AIM3D, a manufacturer of multi-material 3D printers, has developed a new, more powerful 3D printer for its CEM (composite extrusion modeling) process. The new ExAM 510 presents a larger build area, higher precision, and faster build rates than the previous ExAM 255 model from AIM3D. As a multi-material printer for additive manufacturing, the system can print up to three different materials in parallel. The new model will be on show as a prototype at Formnext 2021. After a beta phase with pilot processors, the ExAM 510 is planned to be ready for series production in time for Formnext 2022, according to the manufacturer.
Setting new standards with the ExAM 510
As the latest addition to the Rostock company’s product line-up, the ExAM 510 printer is a further development of the smaller EXAM 255 model. The innovative multi-material printer can process up to three materials. This allows for two building materials and support materials. The extended build platform of 510 x 510 x 400 mm enables a multitude of applications. The build area can be heated up to 200ºC in order to reduce stresses in the component and to process high-performance materials. It also features a considerably increased build rate, depending on the material, of up to 250 cm³/h (when using a 0.4 mm nozzle).
The ExAM 510 concept enables significantly increased precision of printed components.
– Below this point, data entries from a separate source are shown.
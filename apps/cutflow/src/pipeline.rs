//! # Config-Driven Selection
//!
//! [`ConfiguredSelection`] turns a [`SelectionConfig`] into
//! [`SelectionHooks`]: corrections and object cleaning in pre-selection,
//! then the configured step tree and snapshots in event selection.

use crate::config::{CorrectionConfig, ObjectConfig, SelectionConfig, StepConfig, event_mask};
use cutflow_core::mask::{and, count_true};
use cutflow_core::{
    CutflowError, EventBatch, Mask, ObjectCorrection, RunOutput, SelectionContext, SelectionHooks,
    Selector, SnapshotOptions, Values, select_objects_with_references,
};

// =============================================================================
// CORRECTIONS
// =============================================================================

/// Multiplies a per-object field by a constant factor into a new field.
#[derive(Debug, Clone, Copy, Default)]
pub struct LinearScale;

impl ObjectCorrection for LinearScale {
    type Config = CorrectionConfig;
    type Error = CutflowError;

    fn correct(
        &self,
        mut batch: EventBatch,
        object: &str,
        config: &CorrectionConfig,
    ) -> Result<EventBatch, CutflowError> {
        let path = format!("{}.{}", object, config.field);
        let values = batch
            .collection(object)?
            .field(&config.field)
            .ok_or_else(|| CutflowError::FieldNotFound(path.clone()))?;
        if values.as_bool().is_some() {
            return Err(CutflowError::FieldTypeMismatch {
                field: path,
                expected: "float",
                found: values.kind(),
            });
        }
        let corrected: Vec<f64> = values.to_f64().into_iter().map(|v| v * config.factor).collect();
        batch.add_to_collection(object, &config.output, Values::Float(corrected))?;

        tracing::debug!(
            collection = object,
            field = %config.field,
            output = %config.output,
            factor = config.factor,
            "applied linear correction"
        );
        Ok(batch)
    }
}

// =============================================================================
// HOOKS
// =============================================================================

/// Selection hooks driven entirely by a [`SelectionConfig`].
#[derive(Debug, Clone)]
pub struct ConfiguredSelection {
    config: SelectionConfig,
}

impl ConfiguredSelection {
    #[must_use]
    pub fn new(config: SelectionConfig) -> Self {
        Self { config }
    }

    #[must_use]
    pub fn config(&self) -> &SelectionConfig {
        &self.config
    }

    /// Object keep mask of `object`, with the number of objects surviving
    /// after each successive cut.
    fn object_keep(events: &EventBatch, object: &ObjectConfig) -> Result<(Vec<bool>, Vec<usize>), CutflowError> {
        let collection = events.collection(&object.collection)?;
        let total = collection.n_objects();
        let mut keep = vec![true; total];
        let mut surviving = Vec::with_capacity(object.cuts.len());
        for cut in &object.cuts {
            let values = collection.field(&cut.field).ok_or_else(|| {
                CutflowError::FieldNotFound(format!("{}.{}", object.collection, cut.field))
            })?;
            keep = and(&keep, &cut.apply(values));
            let kept = count_true(&keep);
            tracing::debug!(
                collection = %object.collection,
                field = %cut.field,
                op = ?cut.op,
                value = cut.value,
                kept,
                total,
                "object cut"
            );
            surviving.push(kept);
        }
        Ok((keep, surviving))
    }

    fn clean_objects(events: EventBatch, object: &ObjectConfig) -> Result<EventBatch, CutflowError> {
        let (keep, _) = Self::object_keep(&events, object)?;
        let (events, selections) =
            select_objects_with_references(events, &object.collection, &keep, &object.references)?;
        for selection in &selections {
            tracing::info!(
                collection = %selection.collection,
                before = selection.before,
                after = selection.after,
                "object cleaning"
            );
        }
        Ok(events)
    }

    fn step_mask(&self, step: &StepConfig, events: &EventBatch) -> Result<Mask, CutflowError> {
        let own = event_mask(&step.cuts, events)?;
        if !step.categorized {
            return Ok(Mask::Simple(own));
        }
        let mut categories = Vec::with_capacity(self.config.categories.len());
        for category in &self.config.categories {
            let mask = and(&own, &event_mask(&category.cuts, events)?);
            categories.push((category.name.clone(), mask));
        }
        Ok(Mask::categorized(categories))
    }
}

impl SelectionHooks for ConfiguredSelection {
    type Error = CutflowError;

    fn pre_selection(&mut self, mut events: EventBatch) -> Result<EventBatch, CutflowError> {
        for correction in &self.config.corrections {
            events = LinearScale.correct(events, &correction.collection, correction)?;
        }
        for object in &self.config.objects {
            events = Self::clean_objects(events, object)?;
        }
        Ok(events)
    }

    fn event_selection(
        &mut self,
        events: EventBatch,
        ctx: &mut SelectionContext,
    ) -> Result<EventBatch, CutflowError> {
        ctx.init_selection(&events)?;

        for step in &self.config.steps {
            let mask = self.step_mask(step, &events)?;
            ctx.add_selection_step(&step.label, mask, &step.parent)?;
        }

        for snapshot in &self.config.snapshots {
            let mut options = SnapshotOptions::new();
            if let Some(categories) = &snapshot.categories {
                options = options.categories(categories.iter().cloned());
            }
            if snapshot.save_cutflow {
                options = options.save_cutflow(snapshot.weighting());
            }
            let taken = ctx.make_snapshot(&events, &snapshot.step, &snapshot.name, &options)?;
            tracing::info!(snapshot = %snapshot.name, step = %snapshot.step, events = taken.len(), "snapshot taken");
        }

        // The final batch holds the events surviving the last declared step.
        match self.config.steps.last() {
            Some(last) => {
                let keep = ctx.cumulative(&last.label)?.inclusive(events.len());
                events.filter_rows(&keep)
            }
            None => Ok(events),
        }
    }
}

/// Run a configured selection over one batch.
pub fn run_selection(events: EventBatch, config: SelectionConfig) -> Result<RunOutput, CutflowError> {
    Selector::new(ConfiguredSelection::new(config)).run(events)
}

// =============================================================================
// TESTS
// =============================================================================
//! # Persistence Format
//!
//! Binary serialization for run outputs.
//!
//! File I/O lives in the driver; this module only maps between a
//! [`RunOutput`] and bytes.
//!
//! Format: Header (5 bytes) + postcard-serialized run output.
//! - 4 bytes: Magic ("CTFL")
//! - 1 byte: Version
//!
//! Size and header are validated before the payload is decoded.

use crate::primitives::{FORMAT_VERSION, MAGIC_BYTES};
use crate::selector::RunOutput;
use crate::types::{CutflowError, Result};

/// Maximum accepted size of encoded run output.
///
/// Checked before decoding so corrupted length prefixes cannot trigger
/// huge allocations.
pub const MAX_PERSISTENCE_PAYLOAD_SIZE: usize = 1024 * 1024 * 1024; // 1 GB

/// Header length in bytes.
const HEADER_SIZE: usize = 5;

// =============================================================================
// FILE HEADER
// =============================================================================

/// The header that precedes every encoded run output.
#[derive(Debug, Clone, Copy, PartialEq, Eq)]
pub struct PersistenceHeader {
    pub magic: [u8; 4],
    pub version: u8,
}

impl PersistenceHeader {
    #[must_use]
    pub fn new() -> Self {
        Self {
            magic: *MAGIC_BYTES,
            version: FORMAT_VERSION,
        }
    }

    pub fn validate(&self) -> Result<()> {
        if &self.magic != MAGIC_BYTES {
            return Err(CutflowError::DeserializationError(
                "Invalid magic bytes".to_string(),
            ));
        }
        if self.version != FORMAT_VERSION {
            return Err(CutflowError::DeserializationError(format!(
                "Unsupported version: {} (expected {})",
                self.version, FORMAT_VERSION
            )));
        }
        Ok(())
    }

    #[must_use]
    pub fn to_bytes(&self) -> [u8; HEADER_SIZE] {
        let mut bytes = [0u8; HEADER_SIZE];
        bytes[0..4].copy_from_slice(&self.magic);
        bytes[4] = self.version;
        bytes
    }

    pub fn from_bytes(bytes: &[u8]) -> Result<Self> {
        if bytes.len() < HEADER_SIZE {
            return Err(CutflowError::DeserializationError(
                "Header too short".to_string(),
            ));
        }
        let mut magic = [0u8; 4];
        magic.copy_from_slice(&bytes[0..4]);
        Ok(Self {
            magic,
            version: bytes[4],
        })
    }
}

impl Default for PersistenceHeader {
    fn default() -> Self {
        Self::new()
    }
}

// =============================================================================
// SERIALIZATION FUNCTIONS
// =============================================================================

/// Encode a run output (header + payload).
pub fn run_output_to_bytes(output: &RunOutput) -> Result<Vec<u8>> {
    let payload =
        postcard::to_stdvec(output).map_err(|e| CutflowError::SerializationError(e.to_string()))?;

    let mut result = Vec::with_capacity(HEADER_SIZE + payload.len());
    result.extend_from_slice(&PersistenceHeader::new().to_bytes());
    result.extend_from_slice(&payload);
    Ok(result)
}

/// Decode a run output.
///
/// Checks, in order: minimum size, maximum size, header. The payload is
/// only decoded after all three pass, and the decoded batches go through
/// the same validation as freshly built ones.
pub fn run_output_from_bytes(bytes: &[u8]) -> Result<RunOutput> {
    if bytes.len() < HEADER_SIZE {
        return Err(CutflowError::DeserializationError(format!(
            "Data too short: minimum {} bytes required",
            HEADER_SIZE
        )));
    }
    if bytes.len() > MAX_PERSISTENCE_PAYLOAD_SIZE {
        return Err(CutflowError::DeserializationError(format!(
            "Data size {} bytes exceeds maximum allowed {} bytes",
            bytes.len(),
            MAX_PERSISTENCE_PAYLOAD_SIZE
        )));
    }

    PersistenceHeader::from_bytes(bytes)?.validate()?;

    postcard::from_bytes(&bytes[HEADER_SIZE..]).map_err(|e| {
        CutflowError::DeserializationError(format!("Failed to decode run output: {}", e))
    })
}

// =============================================================================
// TESTS
// =============================================================================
The objective of developing the machine was to get even more out of the patented AIM3D extruder technology. This extruder class enables an output up to 10 times higher than standard filament extruders. The use of linear motors and a stable mineral cast bed makes extremely precise operation possible even at high speeds, thus fully exploiting the potential of the technology.
Advantages of diverse materials
The use of a wide range of materials is the particular appeal of the ExAM 510. AIM3D equips the machine with a heated process chamber specially designed for high-temperature plastics. This enables the processing of high-temperature plastics such as PEEK, PEI, PSU, PPS, with and without fiber filling. Corresponding experience with the extruders had already been gained with the ExAM 255. This means that a user can, for example, process PEEK, either unfilled or filled with fiber material, directly in pellet form in additive manufacturing. This results in an enormous cost advantage in terms of the raw materials. Recycling this material is also much easier and cheaper.
According to the manufacturer, a material can be tested in 1 to 2 working days and established for production in 5 to 10 working days. The material PEEK, for example, demonstrates these high-cost savings most clearly: if the price for PEEK filament is around €700/kg used on conventional additive manufacturing machines, the ExAM 510 can use PEEK pellets, as deployed in classic injection molding. The market price of around €50/kg for PEEK pellets amounts to only 7% of comparable material costs or a cost reduction by a factor of 14. This opens up completely new dimensions in terms of cost efficiencies.
Processes and applications
AIM3D’s Composite Extrusion Modelling (CEM) combines metal injection molding (MIM), which is already established worldwide, with process technologies from additive manufacturing. This is based on both fused deposition modeling (FDM process) and selective laser melting (SLM process), thus creating an optimal blend of conventional production methods and innovative additive manufacturing.
The result is a very simple process, based on inexpensive and widely available injection molding pellets while offering the freedom of additive manufacturing without the need for molds. The CEM process not only significantly lowers material costs, but also drastically cuts machine costs. Common problems in metal manufacturing, such as residual stresses, are significantly reduced with the CEM process.
The company also implements a Fused Granulate Modelling (FGM) process which is an additive manufacturing process and is based on the widely used thermoplastic melt layer process (FDM/FFF). The print head processes pellets into a thin melt thread and applies it to the build area. Thanks to the automatic generation of support material, more complex shapes can also be realized, enabling custom-made production or prototype production in injection molding technology. In contrast to the common melt-layer processes, such as fused filament fabrication (FFF), FGM does not use an elaborately produced filament, but conventional series-production thermoplastic injection molding pellets.
Classic areas of application for high-performance polymer materials can be found in automotive, medical technology, or aerospace. AIM3D’s pilot customers are from these industries. Clemens Lieberwirth, CTO at AIM3D: “The further development of our patented ExAM 255 machine into the ExAM 510 is a technological leap for us. So you could say we are now offering a faster, bigger, hotter, and more precise CEM process technology for additive manufacturing.”